5. Rotate Employee Duties

Even if they’re not outside, some people may still feel too cold to work comfortably. Rotate employee duties frequently so everyone has a chance to warm up. Allow door holders to work as cashiers for part of their shift, or switch curbside pickup team members with inventory stockers. Retailers can also remind employees to request a swap whenever they feel too chilled.

6. Remember Your Building

Winter weather sneaks inside plumbing and freezes pipes overnight. The frozen metal and water creates internal pressure that bursts pipes and floods businesses. When overnight temperatures drop below freezing, turn on every faucet so they drip until morning. The slow water movement prevents it from solidifying.
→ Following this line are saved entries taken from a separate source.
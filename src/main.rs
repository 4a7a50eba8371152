fn main() {
    ecomap_pipeline::cli::run();
}
//! Climate table normalization: measurement-type cleanup and the
//! long-to-wide pivot.
//!
//! The climate source arrives long: one row per (code, type, measure).
//! Downstream stages need one row per location, so each distinct
//! measurement type becomes its own column.

use std::collections::HashMap;

use thiserror::Error;

use crate::core::table::{Table, TableError, Value};

/// Errors raised while normalizing the climate table.
#[derive(Error, Debug)]
pub enum PivotError {
    /// Two rows carry the same (key, type) pair. The measurement is
    /// ambiguous, so the input is rejected rather than letting one row
    /// win silently.
    #[error("duplicate measurement for code '{key}', type '{name}'")]
    DuplicateKey { key: String, name: String },

    #[error("row with code '{key}' has an empty measurement type")]
    EmptyName { key: String },

    #[error(transparent)]
    Table(#[from] TableError),
}

/// Result type for pivot operations.
pub type Result<T> = std::result::Result<T, PivotError>;

/// Replace literal `.` with `_` in every text value of the given column.
///
/// Measurement types like `rain.S` become `rain_S` so they are usable as
/// column names after the pivot.
pub fn clean_type_labels(table: &Table, column: &str) -> Result<Table> {
    let idx = table.require_column(column)?;

    let mut out = Table::new(table.columns().to_vec())?;
    for row in table.rows() {
        let mut cleaned = row.to_vec();
        if let Value::Text(s) = &cleaned[idx] {
            cleaned[idx] = Value::Text(s.replace('.', "_"));
        }
        out.push_row(cleaned)?;
    }
    Ok(out)
}

/// Pivot a long table wide: one row per key, one column per distinct name.
///
/// Key order and column order both follow first appearance in the input.
/// A key missing a (key, name) combination gets [`Value::Missing`] in that
/// cell; a duplicated combination is a contract violation and fails the
/// pivot.
///
/// # Arguments
///
/// * `table` - Long-format input
/// * `key` - Column identifying the entity (one output row per value)
/// * `name_col` - Column whose distinct values become output columns
/// * `value_col` - Column providing the cell values
///
/// # Errors
///
/// Returns an error if a required column is absent, a name value is empty,
/// or a (key, name) pair occurs twice.
pub fn pivot_wider(table: &Table, key: &str, name_col: &str, value_col: &str) -> Result<Table> {
    let key_idx = table.require_column(key)?;
    let name_idx = table.require_column(name_col)?;
    let value_idx = table.require_column(value_col)?;

    // First pass: key order and column order, both first-seen
    let mut key_order: Vec<String> = Vec::new();
    let mut key_pos: HashMap<String, usize> = HashMap::new();
    let mut name_order: Vec<String> = Vec::new();
    let mut name_pos: HashMap<String, usize> = HashMap::new();
    for row in table.rows() {
        let k = row[key_idx].to_key();
        if !key_pos.contains_key(&k) {
            key_pos.insert(k.clone(), key_order.len());
            key_order.push(k.clone());
        }
        let name = row[name_idx].to_string();
        if name.is_empty() {
            return Err(PivotError::EmptyName { key: k });
        }
        if !name_pos.contains_key(&name) {
            name_pos.insert(name.clone(), name_order.len());
            name_order.push(name);
        }
    }

    // Second pass: fill cells, rejecting duplicates. A cell written twice
    // means the same (key, type) pair occurred twice in the input.
    let mut cells: Vec<Vec<Option<Value>>> = vec![vec![None; name_order.len()]; key_order.len()];
    for row in table.rows() {
        let k = row[key_idx].to_key();
        let name = row[name_idx].to_string();
        let cell = &mut cells[key_pos[&k]][name_pos[&name]];
        if cell.is_some() {
            return Err(PivotError::DuplicateKey { key: k, name });
        }
        *cell = Some(row[value_idx].clone());
    }

    let mut columns = Vec::with_capacity(name_order.len() + 1);
    columns.push(key.to_string());
    columns.extend(name_order);
    let mut out = Table::new(columns)?;

    for (k, row_cells) in key_order.into_iter().zip(cells) {
        let mut row = Vec::with_capacity(row_cells.len() + 1);
        row.push(Value::Text(k));
        row.extend(row_cells.into_iter().map(|c| c.unwrap_or(Value::Missing)));
        out.push_row(row)?;
    }
    Ok(out)
}

/// Normalize the climate source: clean the `type` labels, then pivot wide
/// on `code`.
pub fn normalize_climate(table: &Table) -> Result<Table> {
    let cleaned = clean_type_labels(table, "type")?;
    pivot_wider(&cleaned, "code", "type", "measure")
}
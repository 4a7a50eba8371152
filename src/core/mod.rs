//! Core data types and I/O operations.

pub mod loaders;
pub mod table;
pub mod writers;

pub use loaders::LoaderError;
pub use table::{Table, TableError, Value};
pub use writers::{write_table_csv, WriteError};
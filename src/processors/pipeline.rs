//! End-to-end pipeline orchestration.
//!
//! Loads the four sources, normalizes, merges, redistributes metadata,
//! melts, and returns the wide and long tables. Stages are pure table
//! transformations; callers decide what to export or render.

use std::collections::HashSet;
use std::path::Path;

use anyhow::{Context, Result};
use log::info;

use crate::config::InputConfig;
use crate::core::loaders;
use crate::core::table::Table;
use crate::processors::climate::normalize_climate;
use crate::processors::join::{merge_tables, redistribute_metadata, restrict_to_keys};
use crate::processors::melt::{concat_long, melt, Category};
use crate::processors::species::{compile_rules, normalize_species};

/// The two tables every downstream consumer works from.
#[derive(Debug, Clone)]
pub struct PipelineOutput {
    /// One row per location, union of all attributes.
    pub wide: Table,
    /// One row per (location, attribute), tagged with its category.
    pub long: Table,
}

/// Run the full reshape-and-merge pipeline over a data directory.
///
/// # Arguments
///
/// * `data_dir` - Directory holding the input files
/// * `inputs` - File names within `data_dir`
///
/// # Errors
///
/// Any malformed input, failed join, or zero-overlap merge aborts the run
/// with the offending file or stage in the error chain.
pub fn run_pipeline(data_dir: &Path, inputs: &InputConfig) -> Result<PipelineOutput> {
    let ecoregion_path = data_dir.join(&inputs.ecoregion_file);
    let climate_path = data_dir.join(&inputs.climate_file);
    let species_path = data_dir.join(&inputs.species_file);
    let key_path = data_dir.join(&inputs.biome_key_file);

    info!("loading sources from {}", data_dir.display());
    let ecoregion = loaders::load_ecoregion_table(&ecoregion_path)
        .with_context(|| format!("loading ecoregion table {}", ecoregion_path.display()))?;
    let climate_raw = loaders::load_csv_table(&climate_path)
        .with_context(|| format!("loading climate table {}", climate_path.display()))?;
    let species_raw = loaders::load_csv_table(&species_path)
        .with_context(|| format!("loading species table {}", species_path.display()))?;
    let key_pairs = loaders::load_biome_rules(&key_path)
        .with_context(|| format!("loading biome key {}", key_path.display()))?;
    let rules = compile_rules(&key_pairs).context("compiling biome rules")?;

    info!(
        "loaded {} ecoregion rows, {} climate rows, {} species rows, {} biome rules",
        ecoregion.n_rows(),
        climate_raw.n_rows(),
        species_raw.n_rows(),
        rules.len()
    );

    let climate = normalize_climate(&climate_raw).context("normalizing climate table")?;
    let species = normalize_species(&species_raw, &rules).context("normalizing species table")?;

    let wide =
        merge_tables(&climate, &ecoregion, &species, "code").context("merging source tables")?;
    info!("merged wide table: {} locations", wide.n_rows());

    // Redistribution works on the merged code set: codes outside the
    // three-way intersection are already excluded by the merge semantics,
    // so any unmatched row below means genuinely missing metadata.
    let shared: HashSet<String> = wide.key_column("code")?.into_iter().collect();
    let climate = restrict_to_keys(&climate, "code", &shared)?;
    let ecoregion = restrict_to_keys(&ecoregion, "code", &shared)?;
    let species = restrict_to_keys(&species, "code", &shared)?;

    let enriched = redistribute_metadata(&climate, &ecoregion, &species, "code")
        .context("redistributing coordinates and biome metadata")?;

    let long = concat_long(&[
        melt(&enriched.species, Category::Species)?,
        melt(&enriched.climate, Category::Climate)?,
        melt(&enriched.ecoregion, Category::Ecoregion)?,
    ])
    .context("concatenating long tables")?;
    info!("combined long table: {} rows", long.n_rows());

    Ok(PipelineOutput { wide, long })
}

#[cfg(test)]
mod tests {
    use super::*;
    use std::fs;
    use tempfile::TempDir;

    /// Write the minimal synthetic sources: codes A and B everywhere, plus
    /// a code present in only one source.
    fn write_sources(dir: &Path, orphan_in: &str) {
        let mut ecoregion = String::from(
            "code ecoregion.name area.km2 longitude latitude rain.S rain.W temp.S temp.W patch.N elev.max\n",
        );
        ecoregion.push_str("A Anjozorobe 4250 47.94 -18.45 1800 900 21.5 24.0 14 1650\n");
        ecoregion.push_str("B Mikea 3320 43.52 -22.78 420 380 26.0 27.5 6 180\n");
        if orphan_in == "ecoregion" {
            ecoregion.push_str("C Orphan 10 40.0 -20.0 100 100 20.0 20.0 1 50\n");
        }
        fs::write(dir.join("ecoregions.txt"), ecoregion).unwrap();

        let mut climate = String::from("code,type,measure\n");
        for code in ["A", "B"] {
            climate.push_str(&format!("{code},rain.S,1000\n"));
            climate.push_str(&format!("{code},temp.S,22.5\n"));
        }
        if orphan_in == "climate" {
            climate.push_str("C,rain.S,1\nC,temp.S,2\n");
        }
        fs::write(dir.join("climate.csv"), climate).unwrap();

        let mut species =
            String::from("code,biome,ecoregion.name,birds,mammals,reptiles,amphibians,total\n");
        species.push_str("A,TrM,Anjozorobe,120,45,60,80,305\n");
        species.push_str("B,D,Mikea,60,20,75,5,160\n");
        if orphan_in == "species" {
            species.push_str("C,G,Orphan,1,1,1,1,4\n");
        }
        fs::write(dir.join("species.csv"), species).unwrap();

        let key = "abbreviation,meaning\n\
                   TrM,Tropical Moist Forest\n\
                   TrD,Tropical Deciduous Forest\n\
                   Ma,Mangroves\n\
                   G,Grasslands\n\
                   D,Deserts\n";
        fs::write(dir.join("biome_key.csv"), key).unwrap();
    }

    #[test]
    fn test_pipeline_end_to_end() {
        let dir = TempDir::new().unwrap();
        write_sources(dir.path(), "climate");

        let output = run_pipeline(dir.path(), &InputConfig::default()).unwrap();

        // The orphan code C never reaches the wide table
        let codes = output.wide.key_column("code").unwrap();
        assert_eq!(codes, vec!["A", "B"]);

        // Union of attributes from all three sources
        for column in [
            "rain_S",
            "temp_S",
            "area_km2",
            "mad_elev",
            "biome",
            "total_num",
        ] {
            assert!(
                output.wide.column_index(column).is_some(),
                "wide table missing '{}'",
                column
            );
        }

        // Biome codes expanded before the merge
        assert_eq!(
            output.wide.get(0, "biome").map(|v| v.to_string()),
            Some("Tropical Moist Forest".to_string())
        );

        // Long table: every row carries the identity columns and a category
        assert!(!output.long.is_empty());
        let categories: HashSet<String> = output
            .long
            .rows()
            .map(|r| r[5].to_string())
            .collect();
        assert_eq!(categories.len(), 3);
        assert!(categories.contains("Species Data"));
        assert!(categories.contains("Climate Data"));
        assert!(categories.contains("Ecoregion Data"));
        let long_codes: HashSet<String> =
            output.long.rows().map(|r| r[0].to_string()).collect();
        assert_eq!(long_codes.len(), 2);
    }

    #[test]
    fn test_pipeline_orphan_in_any_source_is_dropped() {
        for orphan_in in ["ecoregion", "species"] {
            let dir = TempDir::new().unwrap();
            write_sources(dir.path(), orphan_in);

            let output = run_pipeline(dir.path(), &InputConfig::default()).unwrap();
            let codes = output.wide.key_column("code").unwrap();
            assert_eq!(codes, vec!["A", "B"], "orphan in {}", orphan_in);
        }
    }

    #[test]
    fn test_pipeline_missing_file() {
        let dir = TempDir::new().unwrap();
        write_sources(dir.path(), "none");
        fs::remove_file(dir.path().join("species.csv")).unwrap();

        let result = run_pipeline(dir.path(), &InputConfig::default());
        let message = format!("{:#}", result.unwrap_err());
        assert!(message.contains("species.csv"));
    }

    #[test]
    fn test_pipeline_disjoint_sources_fail_loudly() {
        let dir = TempDir::new().unwrap();
        write_sources(dir.path(), "none");
        // Replace climate with codes that overlap nothing
        fs::write(
            dir.path().join("climate.csv"),
            "code,type,measure\nX,rain.S,1\nY,rain.S,2\n",
        )
        .unwrap();

        let result = run_pipeline(dir.path(), &InputConfig::default());
        let message = format!("{:#}", result.unwrap_err());
        assert!(message.contains("no rows"));
    }
}
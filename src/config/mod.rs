//! Configuration types for the ecoregion pipeline.

use serde::{Deserialize, Serialize};
use std::path::Path;

/// Input file names, resolved against the data directory argument.
#[derive(Debug, Clone, Serialize, Deserialize)]
pub struct InputConfig {
    /// Whitespace-delimited ecoregion metadata table
    #[serde(default = "default_ecoregion_file")]
    pub ecoregion_file: String,

    /// Long-format climate CSV (code,type,measure)
    #[serde(default = "default_climate_file")]
    pub climate_file: String,

    /// Wide-format species counts CSV
    #[serde(default = "default_species_file")]
    pub species_file: String,

    /// Two-column biome abbreviation key, in precedence order
    #[serde(default = "default_biome_key_file")]
    pub biome_key_file: String,
}

fn default_ecoregion_file() -> String {
    "ecoregions.txt".to_string()
}

fn default_climate_file() -> String {
    "climate.csv".to_string()
}

fn default_species_file() -> String {
    "species.csv".to_string()
}

fn default_biome_key_file() -> String {
    "biome_key.csv".to_string()
}

impl Default for InputConfig {
    fn default() -> Self {
        Self {
            ecoregion_file: default_ecoregion_file(),
            climate_file: default_climate_file(),
            species_file: default_species_file(),
            biome_key_file: default_biome_key_file(),
        }
    }
}

/// Output file names, resolved against the output directory argument.
#[derive(Debug, Clone, Serialize, Deserialize)]
pub struct OutputConfig {
    #[serde(default = "default_wide_csv")]
    pub wide_csv: String,

    #[serde(default = "default_long_csv")]
    pub long_csv: String,

    #[serde(default = "default_map_html")]
    pub map_html: String,
}

fn default_wide_csv() -> String {
    "ecoregions_wide.csv".to_string()
}

fn default_long_csv() -> String {
    "ecoregions_long.csv".to_string()
}

fn default_map_html() -> String {
    "ecoregions_map.html".to_string()
}

impl Default for OutputConfig {
    fn default() -> Self {
        Self {
            wide_csv: default_wide_csv(),
            long_csv: default_long_csv(),
            map_html: default_map_html(),
        }
    }
}

/// Settings for the rendered map page.
#[derive(Debug, Clone, Serialize, Deserialize)]
pub struct MapConfig {
    /// Page title
    #[serde(default = "default_map_title")]
    pub title: String,

    /// Tile layer URL template
    #[serde(default = "default_tile_url")]
    pub tile_url: String,

    /// Tile layer attribution
    #[serde(default = "default_attribution")]
    pub attribution: String,

    /// Initial zoom when the marker bounds cannot be computed
    #[serde(default = "default_zoom")]
    pub zoom: u8,

    /// Fill color for the area circles
    #[serde(default = "default_circle_color")]
    pub circle_color: String,

    /// Fill opacity for the area circles
    #[serde(default = "default_circle_opacity")]
    pub circle_opacity: f64,
}

fn default_map_title() -> String {
    "Ecoregion Explorer".to_string()
}

fn default_tile_url() -> String {
    "https://tile.openstreetmap.org/{z}/{x}/{y}.png".to_string()
}

fn default_attribution() -> String {
    "&copy; OpenStreetMap contributors".to_string()
}

fn default_zoom() -> u8 {
    6
}

fn default_circle_color() -> String {
    "#2b8cbe".to_string()
}

fn default_circle_opacity() -> f64 {
    0.25
}

impl Default for MapConfig {
    fn default() -> Self {
        Self {
            title: default_map_title(),
            tile_url: default_tile_url(),
            attribution: default_attribution(),
            zoom: default_zoom(),
            circle_color: default_circle_color(),
            circle_opacity: default_circle_opacity(),
        }
    }
}

/// Main pipeline configuration combining all sub-configs.
#[derive(Debug, Clone, Default, Serialize, Deserialize)]
pub struct PipelineConfig {
    #[serde(default)]
    pub inputs: InputConfig,

    #[serde(default)]
    pub outputs: OutputConfig,

    #[serde(default)]
    pub map: MapConfig,
}

impl PipelineConfig {
    /// Load configuration from a YAML file.
    pub fn from_yaml<P: AsRef<Path>>(path: P) -> Result<Self, Box<dyn std::error::Error>> {
        let content = std::fs::read_to_string(path)?;
        let config: PipelineConfig = serde_yaml::from_str(&content)?;
        Ok(config)
    }

    /// Save configuration to a YAML file.
    pub fn to_yaml<P: AsRef<Path>>(&self, path: P) -> Result<(), Box<dyn std::error::Error>> {
        let content = serde_yaml::to_string(self)?;
        std::fs::write(path, content)?;
        Ok(())
    }
}

#[cfg(test)]
mod tests {
    use super::*;

    #[test]
    fn test_default_input_config() {
        let config = InputConfig::default();
        assert_eq!(config.ecoregion_file, "ecoregions.txt");
        assert_eq!(config.biome_key_file, "biome_key.csv");
    }

    #[test]
    fn test_default_pipeline_config() {
        let config = PipelineConfig::default();
        assert_eq!(config.outputs.wide_csv, "ecoregions_wide.csv");
        assert_eq!(config.map.zoom, 6);
    }

    #[test]
    fn test_partial_yaml_fills_defaults() {
        let yaml = "map:\n  title: Madagascar\n";
        let config: PipelineConfig = serde_yaml::from_str(yaml).unwrap();
        assert_eq!(config.map.title, "Madagascar");
        assert_eq!(config.map.zoom, 6);
        assert_eq!(config.inputs.climate_file, "climate.csv");
    }
}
Retailers should also get their HVAC system checked by a professional before winter and summer. The extreme temperature changes could cause maintenance issues or break your unit. A professional will spot potential problems so you don’t have to pay for an expensive repair or replacement when it breaks.

7. Post Safety Tips

Assuming that team members know how to stay safe during winter only creates opportunities for injuries or accidents. Post safety tips around the workspace to remind everyone how to protect themselves. Closing shift members should unplug space heaters before locking the front door. Other employees can layer provided business jackets or coats and wear slip-resistant shoes when working outdoors.

A few reminders posted in back rooms or bathrooms could save someone from painful cold-weather blunders. Laminate any reminders to make them last through the winter, even if exposed to rain or snow.

Consider Your Typical Winter Weather

Use these winter safety tips to make your business a safer place for every team member this year. They’ll prevent accidents and prepare everyone for your typical winter weather. Depending on the amount of snow and ice you usually deal with, you can mitigate risks so everyone’s safer when they clock in for their next shift.